Information:
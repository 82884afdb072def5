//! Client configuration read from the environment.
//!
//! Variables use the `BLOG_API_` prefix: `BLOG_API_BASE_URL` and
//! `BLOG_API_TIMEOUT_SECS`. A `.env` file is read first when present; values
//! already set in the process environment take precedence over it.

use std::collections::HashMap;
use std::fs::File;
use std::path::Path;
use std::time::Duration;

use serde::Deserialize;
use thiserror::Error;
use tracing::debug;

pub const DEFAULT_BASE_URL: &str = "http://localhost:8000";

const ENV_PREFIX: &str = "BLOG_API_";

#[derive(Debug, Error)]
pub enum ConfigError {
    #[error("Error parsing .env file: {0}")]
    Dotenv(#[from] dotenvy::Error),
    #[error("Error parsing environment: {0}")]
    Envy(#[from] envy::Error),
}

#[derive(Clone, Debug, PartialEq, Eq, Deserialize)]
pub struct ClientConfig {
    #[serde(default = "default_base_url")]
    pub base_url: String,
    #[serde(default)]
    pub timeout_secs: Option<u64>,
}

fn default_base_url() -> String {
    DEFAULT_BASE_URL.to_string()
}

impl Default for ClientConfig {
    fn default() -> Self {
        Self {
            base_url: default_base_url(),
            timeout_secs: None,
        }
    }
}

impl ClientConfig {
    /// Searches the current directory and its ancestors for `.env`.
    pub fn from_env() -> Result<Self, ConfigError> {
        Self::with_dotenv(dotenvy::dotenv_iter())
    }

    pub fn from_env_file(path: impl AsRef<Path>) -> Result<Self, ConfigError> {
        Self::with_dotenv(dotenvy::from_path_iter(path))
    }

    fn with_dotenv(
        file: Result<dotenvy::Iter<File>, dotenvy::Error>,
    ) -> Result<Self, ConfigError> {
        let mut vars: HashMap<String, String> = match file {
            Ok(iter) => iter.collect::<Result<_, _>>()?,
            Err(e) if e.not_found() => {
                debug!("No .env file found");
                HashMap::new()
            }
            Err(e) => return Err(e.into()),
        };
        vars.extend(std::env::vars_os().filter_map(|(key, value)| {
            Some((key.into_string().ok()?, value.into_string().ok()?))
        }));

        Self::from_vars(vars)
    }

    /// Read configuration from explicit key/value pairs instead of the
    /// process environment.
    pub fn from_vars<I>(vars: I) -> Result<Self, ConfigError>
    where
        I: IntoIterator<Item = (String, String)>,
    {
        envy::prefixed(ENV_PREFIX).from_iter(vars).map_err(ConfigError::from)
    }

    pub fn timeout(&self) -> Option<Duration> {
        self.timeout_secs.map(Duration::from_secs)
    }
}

* * *

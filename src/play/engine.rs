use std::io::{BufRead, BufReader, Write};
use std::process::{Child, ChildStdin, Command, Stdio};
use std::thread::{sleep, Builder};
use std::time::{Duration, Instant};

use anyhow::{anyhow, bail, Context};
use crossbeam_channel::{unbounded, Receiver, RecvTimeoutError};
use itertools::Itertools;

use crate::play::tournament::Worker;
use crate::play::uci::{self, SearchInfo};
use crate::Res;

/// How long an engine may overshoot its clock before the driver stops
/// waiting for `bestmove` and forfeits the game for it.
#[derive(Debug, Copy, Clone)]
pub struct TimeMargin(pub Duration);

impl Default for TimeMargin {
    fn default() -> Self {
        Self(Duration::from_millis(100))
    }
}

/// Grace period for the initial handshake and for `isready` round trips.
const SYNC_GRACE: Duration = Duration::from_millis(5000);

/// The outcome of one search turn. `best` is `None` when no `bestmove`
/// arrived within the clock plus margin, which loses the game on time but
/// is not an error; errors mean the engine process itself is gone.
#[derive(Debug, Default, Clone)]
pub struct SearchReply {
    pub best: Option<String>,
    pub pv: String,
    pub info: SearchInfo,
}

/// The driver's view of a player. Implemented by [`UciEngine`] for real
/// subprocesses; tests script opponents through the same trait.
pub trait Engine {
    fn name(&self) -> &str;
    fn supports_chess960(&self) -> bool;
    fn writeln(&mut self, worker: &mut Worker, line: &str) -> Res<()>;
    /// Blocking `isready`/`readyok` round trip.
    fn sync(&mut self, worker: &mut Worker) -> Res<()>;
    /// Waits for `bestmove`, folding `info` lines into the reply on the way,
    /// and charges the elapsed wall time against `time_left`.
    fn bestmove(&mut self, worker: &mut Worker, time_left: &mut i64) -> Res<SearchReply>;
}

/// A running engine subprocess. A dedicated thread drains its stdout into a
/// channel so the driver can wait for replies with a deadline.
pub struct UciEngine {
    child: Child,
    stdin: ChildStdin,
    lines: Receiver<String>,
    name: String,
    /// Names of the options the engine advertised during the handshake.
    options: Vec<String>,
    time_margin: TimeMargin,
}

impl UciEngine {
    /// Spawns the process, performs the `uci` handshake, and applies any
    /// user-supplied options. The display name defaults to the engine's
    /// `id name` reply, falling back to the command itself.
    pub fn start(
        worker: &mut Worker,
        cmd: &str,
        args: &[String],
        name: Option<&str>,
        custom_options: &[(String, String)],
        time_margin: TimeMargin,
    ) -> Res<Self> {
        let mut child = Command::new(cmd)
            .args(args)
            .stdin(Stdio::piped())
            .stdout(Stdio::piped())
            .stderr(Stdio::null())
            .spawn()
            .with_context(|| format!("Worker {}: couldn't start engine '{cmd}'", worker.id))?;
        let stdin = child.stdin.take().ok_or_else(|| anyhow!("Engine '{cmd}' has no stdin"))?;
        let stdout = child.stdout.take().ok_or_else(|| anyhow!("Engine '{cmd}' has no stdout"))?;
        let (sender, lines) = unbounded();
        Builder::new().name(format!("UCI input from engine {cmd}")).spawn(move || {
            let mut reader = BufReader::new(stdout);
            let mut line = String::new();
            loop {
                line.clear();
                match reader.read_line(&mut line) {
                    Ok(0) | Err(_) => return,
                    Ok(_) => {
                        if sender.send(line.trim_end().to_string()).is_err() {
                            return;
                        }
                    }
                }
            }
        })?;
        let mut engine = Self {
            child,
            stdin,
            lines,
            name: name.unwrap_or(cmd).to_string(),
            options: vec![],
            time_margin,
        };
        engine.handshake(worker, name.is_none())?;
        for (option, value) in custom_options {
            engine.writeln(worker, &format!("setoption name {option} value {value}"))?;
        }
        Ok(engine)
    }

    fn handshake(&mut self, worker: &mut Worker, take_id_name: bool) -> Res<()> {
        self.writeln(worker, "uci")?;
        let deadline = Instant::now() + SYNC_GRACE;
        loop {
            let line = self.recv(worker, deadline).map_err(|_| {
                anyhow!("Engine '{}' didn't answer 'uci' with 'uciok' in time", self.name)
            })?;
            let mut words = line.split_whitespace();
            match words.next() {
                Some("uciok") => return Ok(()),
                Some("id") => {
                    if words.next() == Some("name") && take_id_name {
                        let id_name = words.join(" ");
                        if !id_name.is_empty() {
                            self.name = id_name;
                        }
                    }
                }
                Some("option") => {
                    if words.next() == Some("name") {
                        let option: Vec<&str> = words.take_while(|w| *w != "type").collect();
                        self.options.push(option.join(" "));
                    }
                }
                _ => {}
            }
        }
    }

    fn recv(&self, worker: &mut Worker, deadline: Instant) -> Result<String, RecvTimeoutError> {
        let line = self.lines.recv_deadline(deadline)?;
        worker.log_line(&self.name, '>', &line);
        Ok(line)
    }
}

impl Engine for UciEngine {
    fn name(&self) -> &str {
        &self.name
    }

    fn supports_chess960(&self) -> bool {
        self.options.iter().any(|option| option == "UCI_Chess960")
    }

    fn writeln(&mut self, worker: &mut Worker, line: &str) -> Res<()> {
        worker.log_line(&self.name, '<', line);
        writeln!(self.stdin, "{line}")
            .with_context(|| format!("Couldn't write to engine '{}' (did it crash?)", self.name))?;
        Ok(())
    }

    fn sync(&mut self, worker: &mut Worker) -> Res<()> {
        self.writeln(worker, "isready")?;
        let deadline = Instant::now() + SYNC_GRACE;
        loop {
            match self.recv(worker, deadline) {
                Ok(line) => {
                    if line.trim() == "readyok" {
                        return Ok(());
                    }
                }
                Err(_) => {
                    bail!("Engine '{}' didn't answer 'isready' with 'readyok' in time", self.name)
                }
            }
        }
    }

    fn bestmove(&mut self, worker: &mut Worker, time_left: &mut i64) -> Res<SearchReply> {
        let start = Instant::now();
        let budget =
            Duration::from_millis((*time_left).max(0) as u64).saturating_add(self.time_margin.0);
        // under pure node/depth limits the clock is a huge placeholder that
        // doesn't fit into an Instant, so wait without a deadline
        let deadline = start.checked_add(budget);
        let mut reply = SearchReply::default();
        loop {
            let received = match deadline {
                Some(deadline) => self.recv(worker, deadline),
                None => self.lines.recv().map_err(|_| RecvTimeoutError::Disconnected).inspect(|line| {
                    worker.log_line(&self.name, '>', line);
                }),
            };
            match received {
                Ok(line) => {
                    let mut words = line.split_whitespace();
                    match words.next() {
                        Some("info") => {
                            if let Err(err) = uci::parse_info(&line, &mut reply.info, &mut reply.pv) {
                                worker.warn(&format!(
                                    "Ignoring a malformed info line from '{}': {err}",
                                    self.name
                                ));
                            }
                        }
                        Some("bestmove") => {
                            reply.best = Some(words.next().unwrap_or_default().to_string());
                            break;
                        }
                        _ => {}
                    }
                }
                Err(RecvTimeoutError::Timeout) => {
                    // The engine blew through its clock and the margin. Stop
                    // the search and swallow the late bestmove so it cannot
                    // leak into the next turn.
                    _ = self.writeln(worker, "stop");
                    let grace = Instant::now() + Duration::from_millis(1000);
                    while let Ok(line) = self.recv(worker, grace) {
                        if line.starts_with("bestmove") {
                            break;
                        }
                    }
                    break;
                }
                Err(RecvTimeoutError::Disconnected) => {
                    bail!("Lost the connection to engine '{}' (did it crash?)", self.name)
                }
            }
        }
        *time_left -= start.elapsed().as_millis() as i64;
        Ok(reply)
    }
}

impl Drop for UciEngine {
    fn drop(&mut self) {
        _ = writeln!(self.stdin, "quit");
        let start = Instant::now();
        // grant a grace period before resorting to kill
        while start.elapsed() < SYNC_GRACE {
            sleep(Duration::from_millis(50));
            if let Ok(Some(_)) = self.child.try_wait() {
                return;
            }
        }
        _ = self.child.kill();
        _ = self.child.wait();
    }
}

What you should do: Each line of the data that includes "dotenvy" should be copied.

Solution to this task:
    Dotenv(#[from] dotenvy::Error),
        Self::with_dotenv(dotenvy::dotenv_iter())
        Self::with_dotenv(dotenvy::from_path_iter(path))
        file: Result<dotenvy::Iter<File>, dotenvy::Error>,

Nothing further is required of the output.